A 49-year-old woman is brought to the emergency department with squeezing chest pain and profuse sweating for the last 2 hours. Medical history includes diet-controlled type 2 diabetes mellitus. ECG reveals ST-segment elevation in leads I, aVL, and V1-V4. The patient is immediately taken to the cardiac catheterization laboratory, where she is found to have complete occlusion of the left anterior descending coronary artery. The blockage is opened with percutaneous coronary intervention with stenting, but afterward she experiences recurrent and sustained episodes of ventricular arrhythmia. She is treated with an antiarrhythmic agent that preferentially binds to rapidly depolarizing and ischemic ventricular myocardial fibers and has minimal effect on normal ventricular myocardium. Which of the following agents was most likely used in this patient?
This patient sustained an anterolateral ST elevation myocardial infarction (MI) with successful reperfusion following percutaneous coronary intervention. Ventricular arrhythmias (premature beats, ventricular tachycardia/fibrillation) are common in the first 24-48 hours after MI and may be treated with antiarrhythmic medications (eg, amiodarone, lidocaine).
Class IB drugs like lidocaine are the weakest sodium channel blockers (dissociate the fastest) compared to other class I antiarrhythmics. They predominantly bind to sodium channels in the inactivated state, and dissociation from the channels occurs so rapidly that they have a negligible effect on QRS duration in normal cardiac tissues. Ischemic myocardium has higher than normal (less negative) resting membrane potential, which delays voltage-dependent recovery of sodium channels from the inactivated to the resting state. This allows increased binding of class IB agents; therefore, class IB antiarrhythmics are highly efficacious in inhibiting ischemia-induced ventricular arrhythmias.
(Choice A) Adenosine causes transient conduction delay through the atrioventricular (AV) node and is used in the acute treatment of paroxysmal supraventricular tachycardia; it is not indicated in ventricular arrhythmias.
(Choice B) Digoxin enhances vagal tone and leads to an increased effective refractory period and decreased conduction velocity through the AV node. These actions are useful in management of patients with supraventricular tachyarrhythmias.

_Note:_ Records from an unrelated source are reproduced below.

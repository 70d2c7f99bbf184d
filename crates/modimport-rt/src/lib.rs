//! Runtime support for generated import surfaces.
//!
//! Generated modules keep their slot table and import state in an
//! [`ImportCell`]. The cell derives the aggregate [`ImportState`] on every
//! [`ImportCell::load`] and gates every forwarded call on it.

mod cell;
mod error;
mod state;

pub use cell::{ImportCell, SlotTable, SurfaceMeta};
pub use error::{ImportError, LoadError};
pub use state::ImportState;
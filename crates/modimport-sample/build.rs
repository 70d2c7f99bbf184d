use std::path::PathBuf;

use anyhow::{Context, Result};

fn main() -> Result<()> {
    let manifest_dir = PathBuf::from(
        std::env::var("CARGO_MANIFEST_DIR").context("CARGO_MANIFEST_DIR is not set")?,
    );
    let out_dir = PathBuf::from(std::env::var("OUT_DIR").context("OUT_DIR is not set")?);

    let decls_path = manifest_dir.join("decls").join("imports.decls.json");
    println!("cargo:rerun-if-changed={}", decls_path.display());

    let bytes = std::fs::read(&decls_path)
        .with_context(|| format!("read declarations: {}", decls_path.display()))?;
    let doc = modimport_core::decls::parse_decls_json(&bytes)
        .with_context(|| format!("parse declarations: {}", decls_path.display()))?;

    let report = modimport_core::precheck::check_document(&doc);
    if !report.is_clean() {
        let msgs: Vec<String> = report
            .diagnostics
            .iter()
            .map(|d| format!("{}: {}", d.code, d.message))
            .collect();
        anyhow::bail!(
            "declarations need fixing (run `modimport fix`):\n{}",
            msgs.join("\n")
        );
    }

    let sha = modimport_core::decls::source_digest(&bytes);
    let file = modimport_core::generate_file(
        doc.surfaces(),
        Some(&sha),
        &modimport_core::GenOptions::default(),
    );
    if !file.is_ok() {
        let msgs: Vec<String> = file.errors.iter().map(|e| e.to_string()).collect();
        anyhow::bail!("import generation failed:\n{}", msgs.join("\n"));
    }

    let out_path = out_dir.join("imports.rs");
    std::fs::write(&out_path, file.source.as_bytes())
        .with_context(|| format!("write output: {}", out_path.display()))?;
    Ok(())
}
use super::*;

impl Emitter<'_> {
    /// One forwarding function per signature, dispatching through its slot.
    pub(super) fn emit_forwarders(&mut self) {
        let plan = self.plan.clone();
        let import_error = self.rt("ImportError");

        for m in &plan {
            self.line("");
            let shape = self.describe(m);
            self.doc(&format!("Forwards to `{shape}`."));

            let params: Vec<String> = m
                .params
                .iter()
                .map(|p| format!("{}: {}", p.ident, p.modes.definition.render_type(p.ty)))
                .collect();
            let ret = m.return_type().unwrap_or("()");
            self.line(&format!(
                "pub fn {}({}) -> ::core::result::Result<{ret}, {import_error}> {{",
                m.ident,
                params.join(", ")
            ));
            self.indent += 1;

            let args: Vec<String> = m
                .params
                .iter()
                .map(|p| p.modes.forward.render_arg(&p.ident))
                .collect();
            self.line(&format!(
                "::core::result::Result::Ok((self::IMPORTS.forward({}, |__slots| __slots.{})?)({}))",
                rust_str_literal(&m.name),
                m.ident,
                args.join(", ")
            ));

            self.indent -= 1;
            self.line("}");
        }
    }
}
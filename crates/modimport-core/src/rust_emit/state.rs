use super::*;

impl Emitter<'_> {
    /// The surface's `ImportCell` and the entry points around it.
    pub(super) fn emit_import_state(&mut self) {
        let cell = self.rt("ImportCell");
        let meta = self.rt("SurfaceMeta");
        let load_error = self.rt("LoadError");
        let state = self.rt("ImportState");

        self.line("");
        self.line(&format!("static IMPORTS: {cell}<Slots> = {cell}::new("));
        self.indent += 1;
        self.line(&format!("{meta}::new(SURFACE_NAME, REQUIRED),"));
        self.line("Slots::UNRESOLVED,");
        self.indent -= 1;
        self.line(");");

        self.line("");
        if self.surface.meta.required {
            self.doc("Binds the surface. Fails unless every method resolved.");
        } else {
            self.doc("Binds the surface. A wholly absent provider is tolerated; a partial one fails.");
        }
        self.line(&format!(
            "pub fn load() -> ::core::result::Result<(), {load_error}> {{"
        ));
        self.indent += 1;
        self.line("self::IMPORTS.load()");
        self.indent -= 1;
        self.line("}");

        self.line("");
        self.doc("True once `load()` found every method.");
        self.line("pub fn is_imported() -> bool {");
        self.indent += 1;
        self.line("self::IMPORTS.is_imported()");
        self.indent -= 1;
        self.line("}");

        self.line("");
        self.doc("State derived by the last `load()`; `NotImported` before the first.");
        self.line(&format!("pub fn import_state() -> {state} {{"));
        self.indent += 1;
        self.line("self::IMPORTS.state()");
        self.indent -= 1;
        self.line("}");

        self.line("");
        self.doc("Writes slots. Call `load()` afterwards to re-derive the import state.");
        self.doc("");
        self.doc("`bind` runs with the surface locked: it must not call back into this module.");
        self.line("pub fn attach<R>(bind: impl FnOnce(&mut Slots) -> R) -> R {");
        self.indent += 1;
        self.line("self::IMPORTS.attach(bind)");
        self.indent -= 1;
        self.line("}");
    }
}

(Choice C) Diltiazem is a class IV antiarrhythmic drug (calcium channel blocker) that slows the sinus rate, prolongs conduction through the AV node, and depresses myocardial contractility (ie, a negative inotropic effect). It is primarily used as a rate-control agent for the management of atrial tachyarrhythmias (eg, atrial flutter, atrial fibrillation).
(Choice D) Ibutilide is a class III antiarrhythmic drug (potassium channel blocker) and is occasionally used for acute termination of atrial flutter and fibrillation. It prolongs the QT interval and increases the risk of polymorphic ventricular tachycardia (torsades de pointes).

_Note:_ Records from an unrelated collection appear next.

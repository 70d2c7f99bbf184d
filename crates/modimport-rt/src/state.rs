use std::fmt;

/// Aggregate binding status of one surface.
#[derive(Debug, Clone, Copy, PartialEq, Eq, Hash, Default)]
pub enum ImportState {
    /// No `load` has run yet.
    #[default]
    NotImported,
    /// Every expected slot resolved.
    Ok,
    /// Some, but not all, slots resolved.
    PartialImport,
    /// No slot resolved.
    FailedImport,
    /// The slot count did not add up. Never expected in normal operation.
    UnknownFailure,
}

impl ImportState {
    /// Derives the aggregate state from a slot count.
    ///
    /// A zero-slot surface is trivially `Ok`. More resolved slots than
    /// expected means the table misreported itself and maps to
    /// `UnknownFailure`.
    pub fn from_counts(resolved: usize, expected: usize) -> Self {
        if resolved == expected {
            ImportState::Ok
        } else if resolved == 0 {
            ImportState::FailedImport
        } else if resolved < expected {
            ImportState::PartialImport
        } else {
            ImportState::UnknownFailure
        }
    }

    pub fn is_imported(self) -> bool {
        self == ImportState::Ok
    }

    pub fn as_str(self) -> &'static str {
        match self {
            ImportState::NotImported => "NotImported",
            ImportState::Ok => "Ok",
            ImportState::PartialImport => "PartialImport",
            ImportState::FailedImport => "FailedImport",
            ImportState::UnknownFailure => "UnknownFailure",
        }
    }
}

impl fmt::Display for ImportState {
    fn fmt(&self, f: &mut fmt::Formatter<'_>) -> fmt::Result {
        f.write_str(self.as_str())
    }
}
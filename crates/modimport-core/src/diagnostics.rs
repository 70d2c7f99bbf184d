use std::collections::BTreeMap;

use modimport_contracts::DIAG_SCHEMA_VERSION;
use serde::{Deserialize, Serialize};
use serde_json::Value;

#[derive(Debug, Clone, Copy, PartialEq, Eq, Serialize)]
#[serde(rename_all = "lowercase")]
pub enum Severity {
    Error,
    Warning,
    Info,
}

#[derive(Debug, Clone, Copy, PartialEq, Eq, Serialize)]
#[serde(rename_all = "lowercase")]
pub enum Stage {
    Lint,
}

#[derive(Debug, Clone, PartialEq, Eq, Serialize, Deserialize)]
#[serde(tag = "kind", rename_all = "lowercase")]
pub enum Location {
    /// JSON Pointer into the declaration document.
    Decl { ptr: String },
}

#[derive(Debug, Clone, PartialEq, Eq, Serialize, Deserialize)]
pub struct Quickfix {
    pub kind: QuickfixKind,
    pub patch: Vec<PatchOp>,
    #[serde(skip_serializing_if = "Option::is_none")]
    pub note: Option<String>,
}

#[derive(Debug, Clone, Copy, PartialEq, Eq, Serialize, Deserialize)]
#[serde(rename_all = "snake_case")]
pub enum QuickfixKind {
    JsonPatch,
}

/// RFC 6902 operations; only the ones the rewrite tool produces.
#[derive(Debug, Clone, PartialEq, Eq, Serialize, Deserialize)]
#[serde(tag = "op", rename_all = "lowercase")]
pub enum PatchOp {
    Add { path: String, value: Value },
    Remove { path: String },
    Replace { path: String, value: Value },
    Test { path: String, value: Value },
}

#[derive(Debug, Clone, PartialEq, Eq, Serialize)]
pub struct Diagnostic {
    pub code: String,
    pub severity: Severity,
    pub stage: Stage,
    pub message: String,
    #[serde(skip_serializing_if = "Option::is_none")]
    pub loc: Option<Location>,
    #[serde(default, skip_serializing_if = "Vec::is_empty")]
    pub notes: Vec<String>,
    #[serde(default, skip_serializing_if = "BTreeMap::is_empty")]
    pub data: BTreeMap<String, Value>,
    #[serde(skip_serializing_if = "Option::is_none")]
    pub quickfix: Option<Quickfix>,
}

impl Diagnostic {
    fn ptr(&self) -> &str {
        match &self.loc {
            Some(Location::Decl { ptr }) => ptr,
            None => "",
        }
    }
}

/// Sort key for a JSON Pointer: array indexes compare numerically.
#[derive(Debug, PartialEq, Eq, PartialOrd, Ord)]
enum PtrSegment<'a> {
    Index(usize),
    Key(&'a str),
}

fn ptr_key(ptr: &str) -> Vec<PtrSegment<'_>> {
    ptr.split('/')
        .skip(1)
        .map(|seg| match seg.parse::<usize>() {
            Ok(idx) => PtrSegment::Index(idx),
            Err(_) => PtrSegment::Key(seg),
        })
        .collect()
}

#[derive(Debug, Clone, PartialEq, Eq, Serialize)]
pub struct Report {
    pub schema_version: String,
    pub ok: bool,
    pub diagnostics: Vec<Diagnostic>,
}

impl Report {
    pub fn ok() -> Self {
        Self {
            schema_version: DIAG_SCHEMA_VERSION.to_string(),
            ok: true,
            diagnostics: Vec::new(),
        }
    }

    /// Sorts by location (document order) then code, and clears `ok` if any
    /// error is present.
    pub fn with_diagnostics(mut self, mut diagnostics: Vec<Diagnostic>) -> Self {
        diagnostics.sort_by(|a, b| {
            ptr_key(a.ptr())
                .cmp(&ptr_key(b.ptr()))
                .then_with(|| a.code.cmp(&b.code))
                .then_with(|| a.message.cmp(&b.message))
        });
        self.ok = diagnostics.iter().all(|d| d.severity != Severity::Error);
        self.diagnostics = diagnostics;
        self
    }

    pub fn is_clean(&self) -> bool {
        self.diagnostics.is_empty()
    }
}

#[cfg(test)]
mod tests {
    use serde_json::json;

    use super::*;

    #[test]
    fn patch_ops_serialize_as_rfc6902() {
        let op = PatchOp::Add {
            path: "/a".to_string(),
            value: json!(true),
        };
        assert_eq!(
            serde_json::to_value(&op).expect("encode op"),
            json!({"op": "add", "path": "/a", "value": true})
        );
        let back: PatchOp =
            serde_json::from_value(json!({"op": "remove", "path": "/b"})).expect("decode op");
        assert_eq!(
            back,
            PatchOp::Remove {
                path: "/b".to_string()
            }
        );
    }

    fn warning_at(ptr: Option<&str>) -> Diagnostic {
        Diagnostic {
            code: "MI0001".to_string(),
            severity: Severity::Warning,
            stage: Stage::Lint,
            message: "m".to_string(),
            loc: ptr.map(|p| Location::Decl { ptr: p.to_string() }),
            notes: Vec::new(),
            data: BTreeMap::new(),
            quickfix: None,
        }
    }

    #[test]
    fn warnings_keep_report_ok() {
        let report = Report::ok().with_diagnostics(vec![warning_at(None)]);
        assert!(report.ok);
        assert!(!report.is_clean());
        let v = serde_json::to_value(&report).expect("encode report");
        assert_eq!(v["diagnostics"][0]["stage"], json!("lint"));
    }

    #[test]
    fn diagnostics_follow_document_order() {
        let ptrs = [
            "/containers/10",
            "/containers/2/containers/0",
            "/containers/2",
            "/containers/1",
        ];
        let report =
            Report::ok().with_diagnostics(ptrs.iter().map(|p| warning_at(Some(*p))).collect());
        let got: Vec<&str> = report.diagnostics.iter().map(Diagnostic::ptr).collect();
        assert_eq!(
            got,
            vec![
                "/containers/1",
                "/containers/2",
                "/containers/2/containers/0",
                "/containers/10",
            ]
        );
    }
}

(Choice F) Metoprolol is a selective beta-1 receptor antagonist (class II antiarrhythmic) that acts as a negative inotropic and chronotropic agent (decreased myocardial contractility and heart rate). Beta blockers are frequently used in patients with acute or recent MI; they reduce the risk of ventricular arrhythmia by decreasing automaticity and reduce the size of ischemic myocardium by decreasing myocardial oxygen demand.

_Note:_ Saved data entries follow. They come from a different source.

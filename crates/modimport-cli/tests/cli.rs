use std::path::Path;
use std::process::{Command, Output};

use serde_json::{json, Value};

fn modimport(args: &[&str]) -> Output {
    Command::new(env!("CARGO_BIN_EXE_modimport"))
        .args(args)
        .output()
        .expect("run modimport")
}

fn path_arg(p: &Path) -> &str {
    p.to_str().expect("utf-8 temp path")
}

fn write_json(path: &Path, v: &Value) {
    std::fs::write(path, serde_json::to_vec_pretty(v).expect("encode json")).expect("write json");
}

fn decls_doc() -> Value {
    json!({
        "schema_version": "modimport.decls@0.1.0",
        "containers": [{
            "name": "DashStates",
            "partial": true,
            "import": {"surface": "CommunalHelper.DashStates"},
            "methods": [
                {"name": "GetState", "partial": true, "returns": "i32"},
                {"name": "SetState", "partial": true,
                 "params": [{"name": "state", "ty": "i32"}]}
            ]
        }]
    })
}

#[test]
fn gen_writes_then_check_accepts_identical_output() {
    let dir = tempfile::tempdir().expect("tempdir");
    let decls = dir.path().join("imports.decls.json");
    let out = dir.path().join("gen").join("imports.rs");
    write_json(&decls, &decls_doc());

    let o = modimport(&["gen", "--decls", path_arg(&decls), "--out", path_arg(&out)]);
    assert!(o.status.success(), "stderr={}", String::from_utf8_lossy(&o.stderr));

    let src = std::fs::read_to_string(&out).expect("read generated");
    assert!(src.starts_with("// @generated by modimport. Do not edit.\n"));
    assert!(src.contains("pub mod dash_states {"), "{src}");

    let o = modimport(&[
        "gen",
        "--decls",
        path_arg(&decls),
        "--out",
        path_arg(&out),
        "--check",
    ]);
    assert!(o.status.success(), "stderr={}", String::from_utf8_lossy(&o.stderr));

    std::fs::write(&out, "// stale\n").expect("overwrite");
    let o = modimport(&[
        "gen",
        "--decls",
        path_arg(&decls),
        "--out",
        path_arg(&out),
        "--check",
    ]);
    assert!(!o.status.success());
    assert!(String::from_utf8_lossy(&o.stderr).contains("generated output differs"));
    assert_eq!(
        std::fs::read_to_string(&out).expect("read"),
        "// stale\n",
        "--check must not write"
    );
}

#[test]
fn gen_reports_surface_errors_and_writes_nothing() {
    let dir = tempfile::tempdir().expect("tempdir");
    let decls = dir.path().join("bad.decls.json");
    let out = dir.path().join("bad.rs");
    let mut doc = decls_doc();
    doc["containers"][0]["methods"][1]["params"][0]["mode"] = json!("params");
    write_json(&decls, &doc);

    let o = modimport(&["gen", "--decls", path_arg(&decls), "--out", path_arg(&out)]);
    assert!(!o.status.success());
    let stderr = String::from_utf8_lossy(&o.stderr);
    assert!(stderr.contains("1 import surface(s) failed"), "{stderr}");
    assert!(stderr.contains("\"params\""), "{stderr}");
    assert!(!out.exists());
}

#[test]
fn check_and_fix_round_trip() {
    let dir = tempfile::tempdir().expect("tempdir");
    let decls = dir.path().join("imports.decls.json");
    let mut doc = decls_doc();
    doc["containers"][0]["partial"] = json!(false);
    doc["containers"][0]["methods"][0]["body"] = json!("return 0;");
    write_json(&decls, &doc);

    let o = modimport(&["check", "--decls", path_arg(&decls)]);
    assert!(!o.status.success());
    let report: Value = serde_json::from_slice(&o.stdout).expect("report json");
    assert_eq!(report["diagnostics"].as_array().map(Vec::len), Some(1));
    assert_eq!(report["diagnostics"][0]["code"], json!("MI0001"));

    let o = modimport(&["fix", "--decls", path_arg(&decls), "--write"]);
    assert!(o.status.success(), "stderr={}", String::from_utf8_lossy(&o.stderr));

    let o = modimport(&["check", "--decls", path_arg(&decls)]);
    assert!(o.status.success(), "stdout={}", String::from_utf8_lossy(&o.stdout));
    let fixed: Value =
        serde_json::from_slice(&std::fs::read(&decls).expect("read fixed")).expect("fixed json");
    assert_eq!(fixed["containers"][0]["partial"], json!(true));
    assert!(fixed["containers"][0]["methods"][0].get("body").is_none());
}

#[test]
fn batch_resolves_entries_next_to_the_manifest() {
    let dir = tempfile::tempdir().expect("tempdir");
    write_json(&dir.path().join("a.decls.json"), &decls_doc());
    let manifest = dir.path().join("manifest.json");
    write_json(
        &manifest,
        &json!({
            "schema_version": "modimport.manifest@0.1.0",
            "entries": [
                {"decls": "a.decls.json", "out": "out/a.rs", "runtime_path": "crate::rt"}
            ]
        }),
    );

    let o = modimport(&["batch", "--manifest", path_arg(&manifest)]);
    assert!(o.status.success(), "stderr={}", String::from_utf8_lossy(&o.stderr));
    let src = std::fs::read_to_string(dir.path().join("out").join("a.rs")).expect("read a.rs");
    assert!(src.contains("crate::rt::ImportCell<Slots>"), "{src}");

    let o = modimport(&["batch", "--manifest", path_arg(&manifest), "--check"]);
    assert!(o.status.success(), "stderr={}", String::from_utf8_lossy(&o.stderr));
}

#[test]
fn batch_rejects_unknown_manifest_schema() {
    let dir = tempfile::tempdir().expect("tempdir");
    let manifest = dir.path().join("manifest.json");
    write_json(
        &manifest,
        &json!({"schema_version": "other@1", "entries": []}),
    );
    let o = modimport(&["batch", "--manifest", path_arg(&manifest)]);
    assert!(!o.status.success());
    assert!(String::from_utf8_lossy(&o.stderr).contains("schema_version mismatch"));
}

(Choice G) Class IA antiarrhythmic drugs (eg, procainamide, disopyramide) tend to bind to sodium channels in the open state and are more specific for suppressing arrhythmias arising from areas of normal automaticity (lidocaine is more specific to inactivated channels that are more predominant in ischemic myocardium). Class IA agents also have significant potassium channel-blocking activity, leading to prolongation of action potential and an increased risk of ventricular arrhythmias.
Educational objective:
Lidocaine is a class IB antiarrhythmic drug that tends to bind to inactivated sodium channels and rapidly dissociates. As a result, it is effective in suppressing ventricular tachyarrhythmias induced by rapidly depolarizing and ischemic myocardium.